The Ontario Intelligencer
3 December 1957

by Dick Payne

"Something intellectual, with a touch of the risque."

That, reported Ted Douglas of the Windsor Star, was what Wilson Craw of the Peterborough Examiner and Joseph Collins of the Guelph Mercury thought was required fare for our first night In London.

We were all wide-eyed and eager to go, In spite of the fact that It was now Monday evening, Greenwich Mean Time, and most of us had not slept since climbing onto a TCA Super Constellation at Malton Sunday afternoon.

We were so eager to go, in fact, that my room-mate, Douglas, and I decided not to wait for our Peterborough and Guelph friends who had become interested in some other aspect of London life, probably dinner at the May Fair Hotel.

HEAD FOR PICCADILLY

So we set forth to view London. We made our way from Berkeley Square, in the fashionable West End of London, to Piccadilly and down it to Piccadilly Circus. There, down Shaftesbury Avenue, blazed the theatre lights. I spotted Noel Coward's name on one marquee and we made a bee-line for the theatre. The wickets were closed [sic], the play had started.

Douglas and I realized with a touch of panic that what was true of one theatre was probably true of all. We were going to draw a blank our first night in London. Then, down by Leicester Square, we spotted a theatre with some activity around It. Hurrying down there we found it was the Prince of Wales, that the performance started in about a quarter of an hour and that it was a revue. "Pleasures of Paris."

Risque? Looked likely. But intellectual? Well, hardly, but you can't have, everything. So in we went. Good seats in the stalls, cost us 12½ shillings each, or about $1.80.

BRITAIN'S MANSFIELD

This revue featured Sabrina. Now in case you don't know, is Britain's answer to Marilyn Monroe, Jayne Mansfield and Dagmar, all rolled into one, and a very cood answer, too. On British TV she just stood and heaved her bosom; since this is a reputed 41-inch job above a 19-inch waist the TV producer maybe figured that this was enough work for one little girl. In the "Pleasures of Paris" she was also required to dance. But nobody looked at her legs. She was always giving her audience a profile. And it wasn't banners which went on before.

There were also dancing girls who could dance. And girls who may have been able to dance but were not allowed by the Lord Chamberlain to do so, they, being considered by the British to be nudes, a definition with which a Canadian would not quarrel, although a Parisian might. Nudes must be motionless.

There were also comedians; their jokes sounded new, but one wondered whether they could be. Surely a new joke could not possibly get so dirty.
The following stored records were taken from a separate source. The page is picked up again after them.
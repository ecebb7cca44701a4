//! Boundary with the external DHT engine.
//!
//! The engine calls into this crate through [`DhtEventHandler`] on its own
//! threads. When the engine runs as a separate process it streams its
//! callbacks as JSON lines, one [`DhtEvent`] per line, which
//! [`read_events`] replays into a handler.

use std::io::BufRead;
use std::net::SocketAddr;

use serde::{Deserialize, Serialize};
use thiserror::Error;
use tracing::{debug, warn};

/// An incoming KRPC query as seen by the DHT engine.
#[derive(Debug, Clone, PartialEq, Eq)]
pub struct KrpcQuery {
    /// Query method, e.g. `get_peers` or `announce_peer`.
    pub method: String,
    /// The `info_hash` argument, when the method carries one.
    pub info_hash: Option<Vec<u8>>,
    /// Node id of the querying node.
    pub node_id: Vec<u8>,
}

/// Callbacks the DHT engine invokes.
///
/// Implementations must never fail back into the engine.
pub trait DhtEventHandler: Send + Sync {
    /// Called for every incoming query. Returns whether the engine should
    /// continue normal protocol processing.
    fn on_query(&self, query: &KrpcQuery, source: SocketAddr) -> bool;

    /// Called when a peer announces itself for an info-hash.
    fn on_announce_peer(&self, info_hash: &[u8], peer: SocketAddr);
}

/// Errors while decoding streamed events.
#[derive(Debug, Error)]
pub enum EventError {
    #[error("Invalid event JSON: {0}")]
    Json(String),

    #[error("Invalid hex in event: {0}")]
    Hex(String),

    #[error("Failed to read events: {0}")]
    Io(String),
}

/// One engine callback, serialized. Byte fields are hex encoded.
#[derive(Debug, Clone, PartialEq, Eq, Serialize, Deserialize)]
#[serde(tag = "type", rename_all = "snake_case")]
pub enum DhtEvent {
    Query {
        method: String,
        #[serde(default, skip_serializing_if = "Option::is_none")]
        info_hash: Option<String>,
        node_id: String,
        source: SocketAddr,
    },
    AnnouncePeer {
        info_hash: String,
        peer: SocketAddr,
    },
}

impl DhtEvent {
    pub fn parse(line: &str) -> Result<Self, EventError> {
        serde_json::from_str(line).map_err(|e| EventError::Json(e.to_string()))
    }

    /// Invoke the matching handler callback.
    pub fn dispatch(&self, handler: &dyn DhtEventHandler) -> Result<(), EventError> {
        match self {
            DhtEvent::Query {
                method,
                info_hash,
                node_id,
                source,
            } => {
                let query = KrpcQuery {
                    method: method.clone(),
                    info_hash: info_hash.as_deref().map(decode_hex).transpose()?,
                    node_id: decode_hex(node_id)?,
                };
                handler.on_query(&query, *source);
            }
            DhtEvent::AnnouncePeer { info_hash, peer } => {
                handler.on_announce_peer(&decode_hex(info_hash)?, *peer);
            }
        }
        Ok(())
    }
}

fn decode_hex(s: &str) -> Result<Vec<u8>, EventError> {
    hex::decode(s).map_err(|e| EventError::Hex(e.to_string()))
}

/// Counters from one [`read_events`] run.
#[derive(Debug, Clone, Copy, Default, PartialEq, Eq)]
pub struct EventStats {
    pub dispatched: u64,
    pub malformed: u64,
}

/// Replay JSON-lines events into `handler` until end of input.
///
/// Malformed lines are logged and skipped. Blocks the calling thread, so run
/// it off the async runtime.
pub fn read_events<R: BufRead>(
    reader: R,
    handler: &dyn DhtEventHandler,
) -> Result<EventStats, EventError> {
    let mut stats = EventStats::default();

    for (index, line) in reader.lines().enumerate() {
        let line = line.map_err(|e| EventError::Io(e.to_string()))?;
        let line = line.trim();
        if line.is_empty() {
            continue;
        }

        match DhtEvent::parse(line).and_then(|event| event.dispatch(handler)) {
            Ok(()) => stats.dispatched += 1,
            Err(e) => {
                stats.malformed += 1;
                warn!(line = index + 1, error = %e, "Skipping malformed DHT event");
            }
        }
    }

    debug!(
        dispatched = stats.dispatched,
        malformed = stats.malformed,
        "DHT event stream ended"
    );
    Ok(stats)
}

#[cfg(test)]
mod tests {
    use super::*;
    use std::io::Cursor;
    use std::sync::Mutex;

    #[derive(Default)]
    struct Recorder {
        queries: Mutex<Vec<(KrpcQuery, SocketAddr)>>,
        announces: Mutex<Vec<(Vec<u8>, SocketAddr)>>,
    }

    impl DhtEventHandler for Recorder {
        fn on_query(&self, query: &KrpcQuery, source: SocketAddr) -> bool {
            self.queries.lock().unwrap().push((query.clone(), source));
            true
        }

        fn on_announce_peer(&self, info_hash: &[u8], peer: SocketAddr) {
            self.announces
                .lock()
                .unwrap()
                .push((info_hash.to_vec(), peer));
        }
    }

    #[test]
    fn test_parse_query_event() {
        let event = DhtEvent::parse(
            r#"{"type":"query","method":"get_peers","info_hash":"0a0b","node_id":"ff","source":"10.0.0.1:6881"}"#,
        )
        .unwrap();

        assert_eq!(
            event,
            DhtEvent::Query {
                method: "get_peers".to_string(),
                info_hash: Some("0a0b".to_string()),
                node_id: "ff".to_string(),
                source: "10.0.0.1:6881".parse().unwrap(),
            }
        );
    }

    #[test]
    fn test_dispatch_decodes_hex() {
        let recorder = Recorder::default();
        let event = DhtEvent::AnnouncePeer {
            info_hash: "0102".to_string(),
            peer: "192.168.1.2:51413".parse().unwrap(),
        };

        event.dispatch(&recorder).unwrap();

        let announces = recorder.announces.lock().unwrap();
        assert_eq!(announces[0].0, vec![1, 2]);
    }

    #[test]
    fn test_read_events_skips_malformed_lines() {
        let input = concat!(
            r#"{"type":"query","method":"ping","node_id":"aa","source":"1.2.3.4:1"}"#,
            "\n",
            "not json\n",
            "\n",
            r#"{"type":"announce_peer","info_hash":"zz","peer":"1.2.3.4:1"}"#,
            "\n",
            r#"{"type":"announce_peer","info_hash":"abcd","peer":"1.2.3.4:2"}"#,
            "\n",
        );
        let recorder = Recorder::default();

        let stats = read_events(Cursor::new(input), &recorder).unwrap();

        assert_eq!(
            stats,
            EventStats {
                dispatched: 2,
                malformed: 2
            }
        );
        let queries = recorder.queries.lock().unwrap();
        assert_eq!(queries[0].0.method, "ping");
        assert_eq!(queries[0].0.info_hash, None);
        assert_eq!(recorder.announces.lock().unwrap().len(), 1);
    }
}
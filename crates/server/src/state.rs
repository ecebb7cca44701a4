use std::sync::Arc;

use detergent_core::{PoolStatus, QueryService, QueueSender, ResolveCache, ResolverPool};

/// Shared application state
pub struct AppState {
    query: QueryService,
    pool: Option<Arc<ResolverPool>>,
    queue: Option<QueueSender>,
    cache: Option<Arc<ResolveCache>>,
}

impl AppState {
    pub fn new(query: QueryService) -> Self {
        Self {
            query,
            pool: None,
            queue: None,
            cache: None,
        }
    }

    /// Attach the running crawler so status endpoints can report on it.
    pub fn with_crawler(
        mut self,
        pool: Arc<ResolverPool>,
        queue: QueueSender,
        cache: Arc<ResolveCache>,
    ) -> Self {
        self.pool = Some(pool);
        self.queue = Some(queue);
        self.cache = Some(cache);
        self
    }

    pub fn query(&self) -> &QueryService {
        &self.query
    }

    pub fn pool_status(&self) -> Option<PoolStatus> {
        self.pool.as_ref().map(|pool| pool.status())
    }

    pub fn queue_pending(&self) -> Option<usize> {
        self.queue.as_ref().map(|queue| queue.pending())
    }

    pub fn cache_entries(&self) -> Option<usize> {
        self.cache.as_ref().map(|cache| cache.len())
    }
}
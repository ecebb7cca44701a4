//! Torrent client abstraction.
//!
//! This module provides a `MetadataClient` trait for fetching a torrent's
//! info dictionary from the swarm without downloading content, and an
//! embedded librqbit implementation.

mod librqbit;
mod types;

pub use librqbit::LibrqbitMetadataClient;
pub use types::*;
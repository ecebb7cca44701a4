//! Prometheus metrics for the status server.
//!
//! Request metrics are recorded by middleware. Catalog and crawler gauges
//! are refreshed from application state on every scrape; intake and
//! resolver counters come from the core crate.

use once_cell::sync::Lazy;
use prometheus::{
    self, Encoder, HistogramOpts, HistogramVec, IntCounterVec, IntGauge, Opts, Registry,
    TextEncoder,
};

use crate::state::AppState;

/// Global metrics registry.
pub static REGISTRY: Lazy<Registry> = Lazy::new(|| {
    let registry = Registry::new();
    register_metrics(&registry);
    registry
});

// =============================================================================
// HTTP Request Metrics
// =============================================================================

/// HTTP request duration in seconds.
pub static HTTP_REQUEST_DURATION: Lazy<HistogramVec> = Lazy::new(|| {
    HistogramVec::new(
        HistogramOpts::new(
            "det_http_request_duration_seconds",
            "HTTP request duration in seconds",
        )
        .buckets(vec![0.001, 0.005, 0.01, 0.025, 0.05, 0.1, 0.25, 0.5, 1.0]),
        &["method", "path", "status"],
    )
    .unwrap()
});

/// HTTP requests total count.
pub static HTTP_REQUESTS_TOTAL: Lazy<IntCounterVec> = Lazy::new(|| {
    IntCounterVec::new(
        Opts::new("det_http_requests_total", "Total HTTP requests"),
        &["method", "path", "status"],
    )
    .unwrap()
});

// =============================================================================
// Catalog and crawler gauges (collected dynamically)
// =============================================================================

pub static CATALOG_TORRENTS: Lazy<IntGauge> = Lazy::new(|| {
    IntGauge::new("det_catalog_torrents", "Torrents known to the catalog").unwrap()
});

pub static CATALOG_RESOLVED: Lazy<IntGauge> = Lazy::new(|| {
    IntGauge::new(
        "det_catalog_resolved_torrents",
        "Torrents with resolved metadata",
    )
    .unwrap()
});

pub static CATALOG_ANNOUNCES: Lazy<IntGauge> = Lazy::new(|| {
    IntGauge::new(
        "det_catalog_announces",
        "Distinct (info-hash, peer) announces",
    )
    .unwrap()
});

pub static RESOLVE_QUEUE_PENDING: Lazy<IntGauge> = Lazy::new(|| {
    IntGauge::new(
        "det_resolve_queue_pending",
        "Hashes waiting for a resolver worker",
    )
    .unwrap()
});

pub static RESOLVER_POOL_RUNNING: Lazy<IntGauge> = Lazy::new(|| {
    IntGauge::new(
        "det_resolver_pool_running",
        "Whether the resolver pool is running (1) or not (0)",
    )
    .unwrap()
});

pub static RESOLVE_CACHE_ENTRIES: Lazy<IntGauge> = Lazy::new(|| {
    IntGauge::new(
        "det_resolve_cache_entries",
        "Hashes currently suppressed by the resolve cache",
    )
    .unwrap()
});

fn register_metrics(registry: &Registry) {
    registry
        .register(Box::new(HTTP_REQUEST_DURATION.clone()))
        .unwrap();
    registry
        .register(Box::new(HTTP_REQUESTS_TOTAL.clone()))
        .unwrap();

    registry.register(Box::new(CATALOG_TORRENTS.clone())).unwrap();
    registry.register(Box::new(CATALOG_RESOLVED.clone())).unwrap();
    registry
        .register(Box::new(CATALOG_ANNOUNCES.clone()))
        .unwrap();
    registry
        .register(Box::new(RESOLVE_QUEUE_PENDING.clone()))
        .unwrap();
    registry
        .register(Box::new(RESOLVER_POOL_RUNNING.clone()))
        .unwrap();
    registry
        .register(Box::new(RESOLVE_CACHE_ENTRIES.clone()))
        .unwrap();

    // Core metrics (intake, resolver)
    for metric in detergent_core::metrics::all_metrics() {
        registry.register(metric).unwrap();
    }
}

/// Encode all metrics as Prometheus text format.
pub fn encode_metrics() -> String {
    let encoder = TextEncoder::new();
    let metric_families = REGISTRY.gather();
    let mut buffer = Vec::new();
    encoder.encode(&metric_families, &mut buffer).unwrap();
    String::from_utf8(buffer).unwrap()
}

/// Refresh gauges from current application state before encoding.
pub fn collect_dynamic_metrics(state: &AppState) {
    if let Ok(stats) = state.query().stats() {
        CATALOG_TORRENTS.set(stats.total_torrents as i64);
        CATALOG_RESOLVED.set(stats.total_resolved as i64);
        CATALOG_ANNOUNCES.set(stats.total_announces as i64);
    }

    if let Some(status) = state.pool_status() {
        RESOLVER_POOL_RUNNING.set(if status.running { 1 } else { 0 });
    }

    if let Some(pending) = state.queue_pending() {
        RESOLVE_QUEUE_PENDING.set(pending as i64);
    }

    if let Some(entries) = state.cache_entries() {
        RESOLVE_CACHE_ENTRIES.set(entries as i64);
    }
}

/// Normalize a path for metric labels (replace info-hashes with a placeholder).
pub fn normalize_path(path: &str) -> String {
    let hash_regex = regex_lite::Regex::new(r"\b[0-9a-fA-F]{40}\b").unwrap();
    hash_regex.replace_all(path, "{hash}").to_string()
}
//! Types for the torrent catalog.

use chrono::{DateTime, NaiveDate, Utc};
use serde::{Deserialize, Serialize};
use thiserror::Error;

use crate::info_hash::InfoHash;

/// One row per distinct info-hash ever observed on the DHT.
#[derive(Debug, Clone, PartialEq, Serialize, Deserialize)]
pub struct Torrent {
    /// Info hash (serialized as lowercase hex).
    pub info_hash: InfoHash,
    /// Display name, absent until resolved.
    #[serde(skip_serializing_if = "Option::is_none")]
    pub name: Option<String>,
    /// Total size in bytes (0 until resolved).
    pub length: u64,
    /// Number of announce events observed for this hash.
    pub announce_count: u64,
    /// First observation.
    pub created_at: DateTime<Utc>,
    /// First successful metadata resolution.
    #[serde(skip_serializing_if = "Option::is_none")]
    pub resolved_at: Option<DateTime<Utc>>,
}

impl Torrent {
    /// Whether metadata has been resolved for this torrent.
    pub fn is_resolved(&self) -> bool {
        self.resolved_at.is_some()
    }
}

/// A file within a multi-file torrent.
#[derive(Debug, Clone, PartialEq, Eq, Serialize, Deserialize)]
pub struct FileInfo {
    /// Path within the torrent, components joined with `/`.
    pub path: String,
    /// File size in bytes.
    pub length: u64,
    /// Position in the torrent's file list.
    pub position: u32,
}

/// Torrents first seen on one UTC day.
#[derive(Debug, Clone, Serialize, Deserialize)]
pub struct TimelineBucket {
    /// The UTC calendar day.
    pub day: NaiveDate,
    /// Torrents created that day, most announced first.
    pub torrents: Vec<Torrent>,
}

/// Catalog statistics.
#[derive(Debug, Clone, Copy, Default, PartialEq, Eq, Serialize, Deserialize)]
pub struct CatalogStats {
    pub total_torrents: u64,
    pub total_resolved: u64,
    pub total_announces: u64,
}

/// Result of recording a metadata resolution.
#[derive(Debug, Clone, Copy, PartialEq, Eq)]
pub enum ResolutionRecord {
    /// Name, length, search entry and files were written.
    Recorded,
    /// The torrent was already resolved; nothing changed.
    AlreadyResolved,
}

/// Errors from catalog operations.
#[derive(Debug, Error)]
pub enum CatalogError {
    #[error("Database error: {0}")]
    Database(String),

    #[error("Torrent not found: {0}")]
    NotFound(String),

    #[error("Invalid query: {0}")]
    InvalidQuery(String),
}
And, to cap the performance, there was 'Miss Glamor," a colored wench who shook like a bowlful of jelly, only much more attractively. If her dance was not actually obscene, it was certainly so suggestive that even a monk would have got the message.

BANNED IN DETROIT?

Douglas said that if the show had been run In Detroit, police would have closed it up. Because of "nudes". Seemed strange, that: one never looked at them after the first five minutes of the show...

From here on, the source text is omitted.